**TASK REQUIREMENTS:** This task calls for copying each line below that contains "header".

**SOURCE MATERIAL:**
________________________________________

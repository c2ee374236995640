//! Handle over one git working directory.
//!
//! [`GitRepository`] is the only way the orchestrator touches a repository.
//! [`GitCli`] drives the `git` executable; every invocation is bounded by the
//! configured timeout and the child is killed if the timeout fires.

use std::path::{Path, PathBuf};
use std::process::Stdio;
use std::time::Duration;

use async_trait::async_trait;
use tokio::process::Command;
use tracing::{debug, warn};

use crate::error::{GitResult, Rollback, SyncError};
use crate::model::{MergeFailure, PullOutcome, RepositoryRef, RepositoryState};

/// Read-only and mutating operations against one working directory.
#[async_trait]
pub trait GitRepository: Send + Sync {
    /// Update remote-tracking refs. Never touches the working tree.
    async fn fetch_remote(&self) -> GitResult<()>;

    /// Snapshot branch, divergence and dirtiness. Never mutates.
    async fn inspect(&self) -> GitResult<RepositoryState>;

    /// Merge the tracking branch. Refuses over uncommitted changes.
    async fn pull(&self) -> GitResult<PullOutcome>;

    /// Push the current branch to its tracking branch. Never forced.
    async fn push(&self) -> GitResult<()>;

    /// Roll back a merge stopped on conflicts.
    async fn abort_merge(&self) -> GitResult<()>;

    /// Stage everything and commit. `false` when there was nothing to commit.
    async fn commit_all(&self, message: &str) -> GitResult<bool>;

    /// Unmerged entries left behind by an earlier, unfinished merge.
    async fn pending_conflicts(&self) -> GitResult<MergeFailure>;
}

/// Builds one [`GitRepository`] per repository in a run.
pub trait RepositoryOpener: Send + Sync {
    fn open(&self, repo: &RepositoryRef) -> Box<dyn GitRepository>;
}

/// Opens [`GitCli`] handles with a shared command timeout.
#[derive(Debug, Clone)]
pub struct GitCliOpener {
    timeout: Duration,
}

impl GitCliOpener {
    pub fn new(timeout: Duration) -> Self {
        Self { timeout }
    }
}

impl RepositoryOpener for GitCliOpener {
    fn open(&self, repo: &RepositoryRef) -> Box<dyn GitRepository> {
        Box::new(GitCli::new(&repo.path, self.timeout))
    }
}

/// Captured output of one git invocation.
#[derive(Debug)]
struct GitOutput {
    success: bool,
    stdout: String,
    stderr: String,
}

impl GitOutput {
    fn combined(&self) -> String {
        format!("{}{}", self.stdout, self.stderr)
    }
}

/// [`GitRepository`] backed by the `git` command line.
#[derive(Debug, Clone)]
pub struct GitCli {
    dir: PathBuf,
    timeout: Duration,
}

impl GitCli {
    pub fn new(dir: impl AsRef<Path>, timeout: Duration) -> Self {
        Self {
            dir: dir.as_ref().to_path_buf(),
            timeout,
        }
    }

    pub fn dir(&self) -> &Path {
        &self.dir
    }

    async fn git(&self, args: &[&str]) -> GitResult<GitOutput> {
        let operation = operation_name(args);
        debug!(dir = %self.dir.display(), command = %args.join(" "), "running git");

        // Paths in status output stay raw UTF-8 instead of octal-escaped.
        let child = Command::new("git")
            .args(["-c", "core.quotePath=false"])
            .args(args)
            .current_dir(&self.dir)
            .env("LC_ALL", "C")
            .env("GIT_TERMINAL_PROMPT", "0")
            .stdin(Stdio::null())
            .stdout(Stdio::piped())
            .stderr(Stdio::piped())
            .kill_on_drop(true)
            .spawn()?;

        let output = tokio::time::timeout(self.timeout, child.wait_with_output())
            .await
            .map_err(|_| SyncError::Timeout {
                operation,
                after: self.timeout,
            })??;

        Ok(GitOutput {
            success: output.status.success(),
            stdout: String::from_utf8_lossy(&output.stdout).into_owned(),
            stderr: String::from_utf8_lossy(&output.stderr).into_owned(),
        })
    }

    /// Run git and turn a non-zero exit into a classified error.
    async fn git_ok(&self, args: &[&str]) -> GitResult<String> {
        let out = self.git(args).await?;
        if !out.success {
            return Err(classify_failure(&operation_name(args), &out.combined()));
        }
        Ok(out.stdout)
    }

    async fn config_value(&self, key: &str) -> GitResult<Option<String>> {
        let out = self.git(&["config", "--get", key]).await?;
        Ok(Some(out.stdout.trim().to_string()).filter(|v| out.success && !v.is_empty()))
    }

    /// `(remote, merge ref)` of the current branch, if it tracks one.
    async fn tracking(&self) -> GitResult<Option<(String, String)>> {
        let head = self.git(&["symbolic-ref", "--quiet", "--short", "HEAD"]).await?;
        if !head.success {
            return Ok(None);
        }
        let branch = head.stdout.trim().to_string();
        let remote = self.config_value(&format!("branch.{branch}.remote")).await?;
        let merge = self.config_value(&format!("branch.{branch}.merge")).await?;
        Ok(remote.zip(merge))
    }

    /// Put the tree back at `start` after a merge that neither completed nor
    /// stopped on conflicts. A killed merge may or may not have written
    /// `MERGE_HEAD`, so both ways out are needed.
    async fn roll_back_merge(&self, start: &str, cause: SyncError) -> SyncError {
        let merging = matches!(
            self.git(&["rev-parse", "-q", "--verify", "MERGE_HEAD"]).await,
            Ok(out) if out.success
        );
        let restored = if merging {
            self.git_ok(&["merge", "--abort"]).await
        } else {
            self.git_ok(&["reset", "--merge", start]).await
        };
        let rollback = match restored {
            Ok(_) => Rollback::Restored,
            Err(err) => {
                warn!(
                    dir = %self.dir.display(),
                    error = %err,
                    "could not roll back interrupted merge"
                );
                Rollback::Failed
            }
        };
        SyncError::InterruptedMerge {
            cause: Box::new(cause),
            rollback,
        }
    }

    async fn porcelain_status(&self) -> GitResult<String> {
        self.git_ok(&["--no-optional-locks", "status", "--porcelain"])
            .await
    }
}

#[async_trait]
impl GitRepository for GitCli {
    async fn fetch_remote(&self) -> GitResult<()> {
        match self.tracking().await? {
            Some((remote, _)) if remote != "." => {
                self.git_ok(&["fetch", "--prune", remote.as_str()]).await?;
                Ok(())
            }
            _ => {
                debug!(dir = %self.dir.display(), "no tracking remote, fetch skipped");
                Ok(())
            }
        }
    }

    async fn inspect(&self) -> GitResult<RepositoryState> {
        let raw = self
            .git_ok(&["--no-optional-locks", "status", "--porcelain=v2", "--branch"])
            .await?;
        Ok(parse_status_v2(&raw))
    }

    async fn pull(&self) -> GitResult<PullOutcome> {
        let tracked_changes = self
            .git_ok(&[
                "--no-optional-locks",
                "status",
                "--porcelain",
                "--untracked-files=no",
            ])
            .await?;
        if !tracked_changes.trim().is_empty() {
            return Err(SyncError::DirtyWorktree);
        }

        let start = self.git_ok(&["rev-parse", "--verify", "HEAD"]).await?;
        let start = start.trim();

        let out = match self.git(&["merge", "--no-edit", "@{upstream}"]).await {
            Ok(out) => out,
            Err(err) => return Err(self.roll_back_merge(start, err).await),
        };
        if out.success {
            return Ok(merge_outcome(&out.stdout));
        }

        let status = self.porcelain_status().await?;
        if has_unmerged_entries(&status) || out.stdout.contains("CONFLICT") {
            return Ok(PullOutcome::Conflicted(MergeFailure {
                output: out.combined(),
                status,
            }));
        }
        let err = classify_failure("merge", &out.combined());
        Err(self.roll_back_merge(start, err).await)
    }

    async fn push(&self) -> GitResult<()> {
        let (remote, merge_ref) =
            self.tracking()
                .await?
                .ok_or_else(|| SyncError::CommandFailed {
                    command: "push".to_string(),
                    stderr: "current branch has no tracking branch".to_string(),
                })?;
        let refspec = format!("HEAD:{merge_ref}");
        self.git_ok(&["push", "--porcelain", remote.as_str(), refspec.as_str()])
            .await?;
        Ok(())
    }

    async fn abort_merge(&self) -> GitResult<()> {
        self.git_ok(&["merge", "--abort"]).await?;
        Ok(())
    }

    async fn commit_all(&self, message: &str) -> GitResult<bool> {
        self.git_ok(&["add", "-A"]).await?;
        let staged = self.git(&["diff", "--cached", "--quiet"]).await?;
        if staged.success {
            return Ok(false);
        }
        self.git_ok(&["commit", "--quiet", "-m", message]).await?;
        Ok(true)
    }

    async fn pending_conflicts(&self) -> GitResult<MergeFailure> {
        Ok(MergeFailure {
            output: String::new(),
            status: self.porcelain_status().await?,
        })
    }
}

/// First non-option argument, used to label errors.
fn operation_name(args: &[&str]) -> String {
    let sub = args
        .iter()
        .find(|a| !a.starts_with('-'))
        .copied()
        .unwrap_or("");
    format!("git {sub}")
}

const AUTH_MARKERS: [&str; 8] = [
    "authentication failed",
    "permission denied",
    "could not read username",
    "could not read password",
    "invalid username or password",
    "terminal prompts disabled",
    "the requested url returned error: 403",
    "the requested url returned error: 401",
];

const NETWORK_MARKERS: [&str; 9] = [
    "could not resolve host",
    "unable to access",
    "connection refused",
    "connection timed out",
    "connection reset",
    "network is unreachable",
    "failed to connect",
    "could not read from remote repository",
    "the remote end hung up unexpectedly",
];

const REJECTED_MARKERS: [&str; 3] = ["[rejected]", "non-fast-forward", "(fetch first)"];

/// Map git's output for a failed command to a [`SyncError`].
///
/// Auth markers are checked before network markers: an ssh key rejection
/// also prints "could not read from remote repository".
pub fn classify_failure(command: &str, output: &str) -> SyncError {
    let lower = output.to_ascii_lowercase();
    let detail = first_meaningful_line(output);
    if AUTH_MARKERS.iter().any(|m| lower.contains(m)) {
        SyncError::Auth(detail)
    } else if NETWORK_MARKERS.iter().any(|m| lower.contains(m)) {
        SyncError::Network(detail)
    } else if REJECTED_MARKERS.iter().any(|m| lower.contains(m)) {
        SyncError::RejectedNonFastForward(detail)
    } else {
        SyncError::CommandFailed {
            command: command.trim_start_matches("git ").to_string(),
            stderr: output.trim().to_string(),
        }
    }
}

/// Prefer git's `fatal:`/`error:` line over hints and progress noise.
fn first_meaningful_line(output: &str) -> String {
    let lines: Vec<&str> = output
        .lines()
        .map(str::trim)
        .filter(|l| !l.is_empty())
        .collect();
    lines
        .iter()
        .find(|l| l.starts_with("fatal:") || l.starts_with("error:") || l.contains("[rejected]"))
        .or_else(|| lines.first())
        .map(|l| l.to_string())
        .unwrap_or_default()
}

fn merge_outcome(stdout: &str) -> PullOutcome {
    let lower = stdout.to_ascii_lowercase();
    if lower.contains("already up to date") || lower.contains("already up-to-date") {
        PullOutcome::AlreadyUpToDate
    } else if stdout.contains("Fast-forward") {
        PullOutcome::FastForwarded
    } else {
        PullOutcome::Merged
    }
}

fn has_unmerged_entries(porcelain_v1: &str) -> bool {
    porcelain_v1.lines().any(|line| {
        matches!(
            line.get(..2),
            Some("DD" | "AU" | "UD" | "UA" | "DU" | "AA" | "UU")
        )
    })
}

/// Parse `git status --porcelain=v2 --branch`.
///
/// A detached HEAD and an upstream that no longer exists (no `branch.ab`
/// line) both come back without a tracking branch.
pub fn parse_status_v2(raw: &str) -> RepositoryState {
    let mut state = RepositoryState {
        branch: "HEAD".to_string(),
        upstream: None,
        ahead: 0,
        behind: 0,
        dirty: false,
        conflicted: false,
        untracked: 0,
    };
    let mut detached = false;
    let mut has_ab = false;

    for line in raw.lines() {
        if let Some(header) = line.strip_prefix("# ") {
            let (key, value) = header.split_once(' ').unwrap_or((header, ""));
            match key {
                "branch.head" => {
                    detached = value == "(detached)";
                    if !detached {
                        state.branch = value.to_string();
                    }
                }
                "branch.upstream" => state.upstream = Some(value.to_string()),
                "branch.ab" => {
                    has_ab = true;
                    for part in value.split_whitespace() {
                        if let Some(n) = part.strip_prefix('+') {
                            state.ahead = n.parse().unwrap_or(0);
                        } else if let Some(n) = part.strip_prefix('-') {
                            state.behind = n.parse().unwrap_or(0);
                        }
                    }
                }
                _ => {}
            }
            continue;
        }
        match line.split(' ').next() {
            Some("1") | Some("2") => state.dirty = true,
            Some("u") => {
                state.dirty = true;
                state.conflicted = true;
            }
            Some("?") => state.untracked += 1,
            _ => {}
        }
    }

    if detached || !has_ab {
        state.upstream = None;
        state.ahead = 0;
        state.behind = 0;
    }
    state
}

________________________________________

**EXERCISE ANSWER:**
        if let Some(header) = line.strip_prefix("# ") {
            let (key, value) = header.split_once(' ').unwrap_or((header, ""));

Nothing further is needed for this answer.